Symantec has revealed yet another large-scale targeted cyber attack, this time designed primarily to steal information from chemical and defence companies.

Dubbed 'Nitro', the campaign started in late April focused on human rights NGOs, before moving onto the motor industry, according to the Symantec Nitro attacks report (PDF).

The attack moved onto the chemical industry in late July, targeting 29 companies and another 19 in sectors such as defence, although more than 100 other machines are likely to have been infected, the report said.

The attackers used the now familiar ploy of pinpointing certain members of a target organisation and sending them an email with a malicious attachment disguised as a meeting invitation or security update.

"The emails contained an attachment that was either an executable that appeared to be a text file based on the file name and icon, or a password-protected archive containing an executable file with the password provided in the email," the report noted.

"In both cases, the file was a self-extracting executable containing PoisonIvy, a common backdoor Trojan developed by a Chinese speaker."

Once the infected machine was connected to the command and control server, the attackers could traverse the network, infecting additional computers in the search for the domain administrator's credentials, and from there locate the servers containing the desired intellectual property.

"While the behaviour of the attackers differs slightly in each compromise, generally, once the attackers have identified the desired intellectual property, they copy the content to archives on internal systems they use as internal staging servers," the report continued.

"This content is then uploaded to a remote site outside the compromised organisation completing the attack."

The attacks were spread geographically far and wide, but most of the infected machines were located in the US (27), Bangladesh (20) and the UK (14).
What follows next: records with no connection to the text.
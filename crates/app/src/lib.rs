//! # hamock-app
//!
//! Application layer: use-cases and **port definitions** (traits).
//!
//! ## Responsibilities
//! - Define **port traits** that adapters must implement (driven/outbound ports):
//!   - `EntityStore`: read and mutate the entity registry
//!   - `IdGenerator`: mint context ids for accepted service calls
//! - Define **driving/inbound ports** as use-case structs:
//!   - `StateService`: list and look up entity states
//!   - `ServiceDispatcher`: validate service calls and apply transitions
//! - Provide **in-process infrastructure** (id generators) that doesn't need IO
//! - Orchestrate domain objects without knowing *how* storage works
//!
//! ## Dependency rule
//! Depends on `hamock-domain` only.
//! Never imports adapter crates. Adapters depend on *this* crate, not the reverse.

pub mod id_generator;
pub mod ports;
pub mod services;
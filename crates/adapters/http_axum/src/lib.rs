//! # hamock-adapter-http-axum
//!
//! HTTP adapter built on [axum](https://docs.rs/axum).
//!
//! ## Responsibilities
//! - Host one or more **mock apps** ([`mock_app::MockApp`]) behind a single
//!   [`server::MockServer`], each contributing routes under its own base path
//! - Provide the **Home Assistant** mock app: `/api/config`, `/api/states`,
//!   `/api/states/{entity_id}`, `/api/services/{domain}/{service}`, `/api/events`
//! - Map HTTP requests into application service calls (driving adapter)
//! - Map application results and errors into JSON responses
//! - Apply cross-cutting middleware: permissive CORS and request tracing
//!
//! ## Dependency rule
//! Depends on `hamock-app` (for port traits and services) and `hamock-domain`
//! (for domain types used in request/response mapping). Never leaks axum types
//! into the domain.

pub mod api;
pub mod error;
pub mod home_assistant;
pub mod mock_app;
pub mod server;
pub mod state;

#[cfg(test)]
pub(crate) mod test_support;
//! System config: static hub metadata served by `GET /api/config`.

use serde::{Deserialize, Serialize};

use crate::entity::Domain;

/// Snapshot of hub metadata, assembled once at startup and never mutated.
#[derive(Debug, Clone, PartialEq, Serialize, Deserialize)]
pub struct SystemConfig {
    pub location_name: String,
    pub latitude: f64,
    pub longitude: f64,
    pub elevation: i64,
    pub unit_system: UnitSystem,
    pub timezone: String,
    pub components: Vec<String>,
    pub config_dir: String,
    pub version: String,
}

/// Units the hub reports measurements in.
#[derive(Debug, Clone, PartialEq, Eq, Serialize, Deserialize)]
pub struct UnitSystem {
    pub length: String,
    pub mass: String,
    pub temperature: String,
    pub volume: String,
}

impl SystemConfig {
    /// Hub version reported when none is configured.
    pub const DEFAULT_VERSION: &'static str = "2026.2.1";
}

impl Default for SystemConfig {
    fn default() -> Self {
        Self {
            location_name: "Mock Home".to_string(),
            latitude: 40.4168,
            longitude: -3.7038,
            elevation: 667,
            unit_system: UnitSystem::default(),
            timezone: "Europe/Madrid".to_string(),
            components: Domain::ALL
                .iter()
                .map(|domain| domain.as_str().to_string())
                .collect(),
            config_dir: "/config".to_string(),
            version: Self::DEFAULT_VERSION.to_string(),
        }
    }
}

impl Default for UnitSystem {
    fn default() -> Self {
        Self {
            length: "m".to_string(),
            mass: "kg".to_string(),
            temperature: "\u{b0}C".to_string(),
            volume: "L".to_string(),
        }
    }
}
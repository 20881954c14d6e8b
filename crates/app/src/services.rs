//! Application services: use-case implementations.
//!
//! Each service struct accepts port trait implementations via generic parameters
//! (constructor injection), keeping this layer decoupled from concrete adapters.

pub mod service_dispatcher;
pub mod state_service;
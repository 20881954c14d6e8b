//! `GET /api/config`.

use axum::Json;
use axum::extract::State;

use hamock_app::ports::{EntityStore, IdGenerator};
use hamock_domain::system_config::SystemConfig;

use crate::state::AppState;

/// `GET /api/config`: the static system config snapshot.
pub async fn get<S, G>(State(state): State<AppState<S, G>>) -> Json<SystemConfig>
where
    S: EntityStore + Send + Sync + 'static,
    G: IdGenerator + Send + Sync + 'static,
{
    Json(SystemConfig::clone(&state.system_config))
}
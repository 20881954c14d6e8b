//! # hamock-domain
//!
//! Pure domain model for the hamock smart-home hub test double.
//!
//! ## Responsibilities
//! - Foundational types: context identifiers, error conventions, timestamps
//! - Define **Entities** (state holders keyed by `<domain>.<object_id>`)
//! - Define **Service calls** (`light.turn_on`, `switch.turn_off`, …), their
//!   validation and the dispatch table mapping them to state transitions
//! - Define the read-only **System config** snapshot
//! - Contain all invariant enforcement and domain logic
//!
//! ## Dependency rule
//! This crate has **no internal dependencies**.
//! It must never import anything from `app`, adapters, or external IO crates.
//! All IO boundaries are expressed as traits in the `app` crate (ports).

pub mod error;
pub mod id;
pub mod time;

pub mod entity;
pub mod service;
pub mod system_config;
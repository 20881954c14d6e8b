//! Port definitions: traits that adapters implement.
//!
//! Ports are the boundaries between the application core and the outside world.
//! They are defined here (in `app`) so that both the use-case layer and the
//! adapter layer can depend on them without creating circular dependencies.

pub mod entity_store;
pub mod id_generator;

pub use entity_store::EntityStore;
pub use id_generator::IdGenerator;
//! Mock app contract: a self-contained set of routes hosted by the server.

use axum::Router;

/// A mock application mounted on a [`MockServer`](crate::server::MockServer).
///
/// The router returned by [`MockApp::routes`] must already carry its state and
/// include the base path in its route paths, so it can be merged as is.
pub trait MockApp {
    /// Short identifier, e.g. `home-assistant`.
    fn name(&self) -> &str;

    /// Version string reported at startup.
    fn version(&self) -> &str;

    /// Path prefix every route of this app lives under, e.g. `/api`.
    fn base_path(&self) -> &str;

    /// Build the app's fully-stated router.
    fn routes(&self) -> Router;
}
//! Entity state: the current operational state of an entity.

use serde::{Deserialize, Serialize};

/// Current state of an entity, always serialized as a plain string.
///
/// Binary devices use the well-known variants; sensors report arbitrary
/// readings (`"22.5"`, `"45"`) which land in [`Other`](Self::Other).
#[derive(Debug, Clone, PartialEq, Eq, Default, Serialize, Deserialize)]
#[serde(from = "String", into = "String")]
pub enum EntityState {
    On,
    Off,
    #[default]
    Unknown,
    Unavailable,
    Other(String),
}

impl EntityState {
    /// String form as exposed over the API.
    #[must_use]
    pub fn as_str(&self) -> &str {
        match self {
            Self::On => "on",
            Self::Off => "off",
            Self::Unknown => "unknown",
            Self::Unavailable => "unavailable",
            Self::Other(value) => value,
        }
    }
}

impl From<String> for EntityState {
    fn from(value: String) -> Self {
        match value.as_str() {
            "on" => Self::On,
            "off" => Self::Off,
            "unknown" => Self::Unknown,
            "unavailable" => Self::Unavailable,
            _ => Self::Other(value),
        }
    }
}

impl From<&str> for EntityState {
    fn from(value: &str) -> Self {
        Self::from(value.to_string())
    }
}

impl From<EntityState> for String {
    fn from(state: EntityState) -> Self {
        match state {
            EntityState::Other(value) => value,
            known => known.as_str().to_string(),
        }
    }
}

impl std::fmt::Display for EntityState {
    fn fmt(&self, f: &mut std::fmt::Formatter<'_>) -> std::fmt::Result {
        f.write_str(self.as_str())
    }
}
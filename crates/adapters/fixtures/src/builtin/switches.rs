//! Plain on/off switches.

use hamock_domain::entity::{Entity, EntityState};
use hamock_domain::error::MockError;
use hamock_domain::time::Timestamp;

pub(super) fn entities(ts: Timestamp) -> Result<Vec<Entity>, MockError> {
    let kitchen = Entity::builder()
        .entity_id("switch.kitchen")
        .friendly_name("Kitchen Switch")
        .state(EntityState::Off)
        .timestamp(ts)
        .context_id("01J4A2B3C4D5E6F7G8H9I0J3")
        .build()?;

    Ok(vec![kitchen])
}
//! `POST /api/services/{domain}/{service}`.

use axum::Json;
use axum::body::Bytes;
use axum::extract::rejection::{BytesRejection, PathRejection};
use axum::extract::{Path, State};
use axum::response::{IntoResponse, Response};
use serde_json::Value;

use hamock_app::ports::{EntityStore, IdGenerator};
use hamock_domain::error::MockError;
use hamock_domain::service::ServiceResponse;

use crate::error::ApiError;
use crate::state::AppState;

/// Possible responses from the call endpoint.
pub enum CallResponse {
    Ok(Json<ServiceResponse>),
}

impl IntoResponse for CallResponse {
    fn into_response(self) -> Response {
        match self {
            Self::Ok(json) => json.into_response(),
        }
    }
}

/// `POST /api/services/{domain}/{service}`
///
/// The request body *is* the service data (not wrapped). Any accepted call
/// answers 200 with a fresh context, whether or not it matched an entity or
/// a known service.
pub async fn call<S, G>(
    State(state): State<AppState<S, G>>,
    path: Result<Path<(String, String)>, PathRejection>,
    body: Result<Bytes, BytesRejection>,
) -> Result<CallResponse, ApiError>
where
    S: EntityStore + Send + Sync + 'static,
    G: IdGenerator + Send + Sync + 'static,
{
    let Path((domain, service)) = path?;
    let payload = decode_payload(&body?)?;
    let response = state
        .dispatcher
        .call_service(&domain, &service, payload)?;
    Ok(CallResponse::Ok(Json(response)))
}

/// An empty or whitespace-only body means "no service data".
fn decode_payload(body: &[u8]) -> Result<Option<Value>, MockError> {
    if body.iter().all(u8::is_ascii_whitespace) {
        return Ok(None);
    }
    Ok(Some(serde_json::from_slice(body)?))
}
Most interestingly, Symantec traced the attacks to a virtual private server (VPS) based in the US but registered to a "20-something male" located in Heibei, China dubbed 'Covert Grove'.

The male claimed that the VPS, which cost him $32 a month to rent, was set up for legitimate purposes, but Symantec researchers found evidence which may point to the contrary.

"When prompted regarding hacking skills, Covert Grove immediately provided a contact that would perform 'hacking for hire'. Whether this contact is merely an alias or a different individual has not been determined," the researchers concluded.

The discovery comes during a year in which many similar attacks have been uncovered, including Night Dragon, Shady RAT and Lurid, all apparently designed to covertly steal intellectual property from a range of organisations.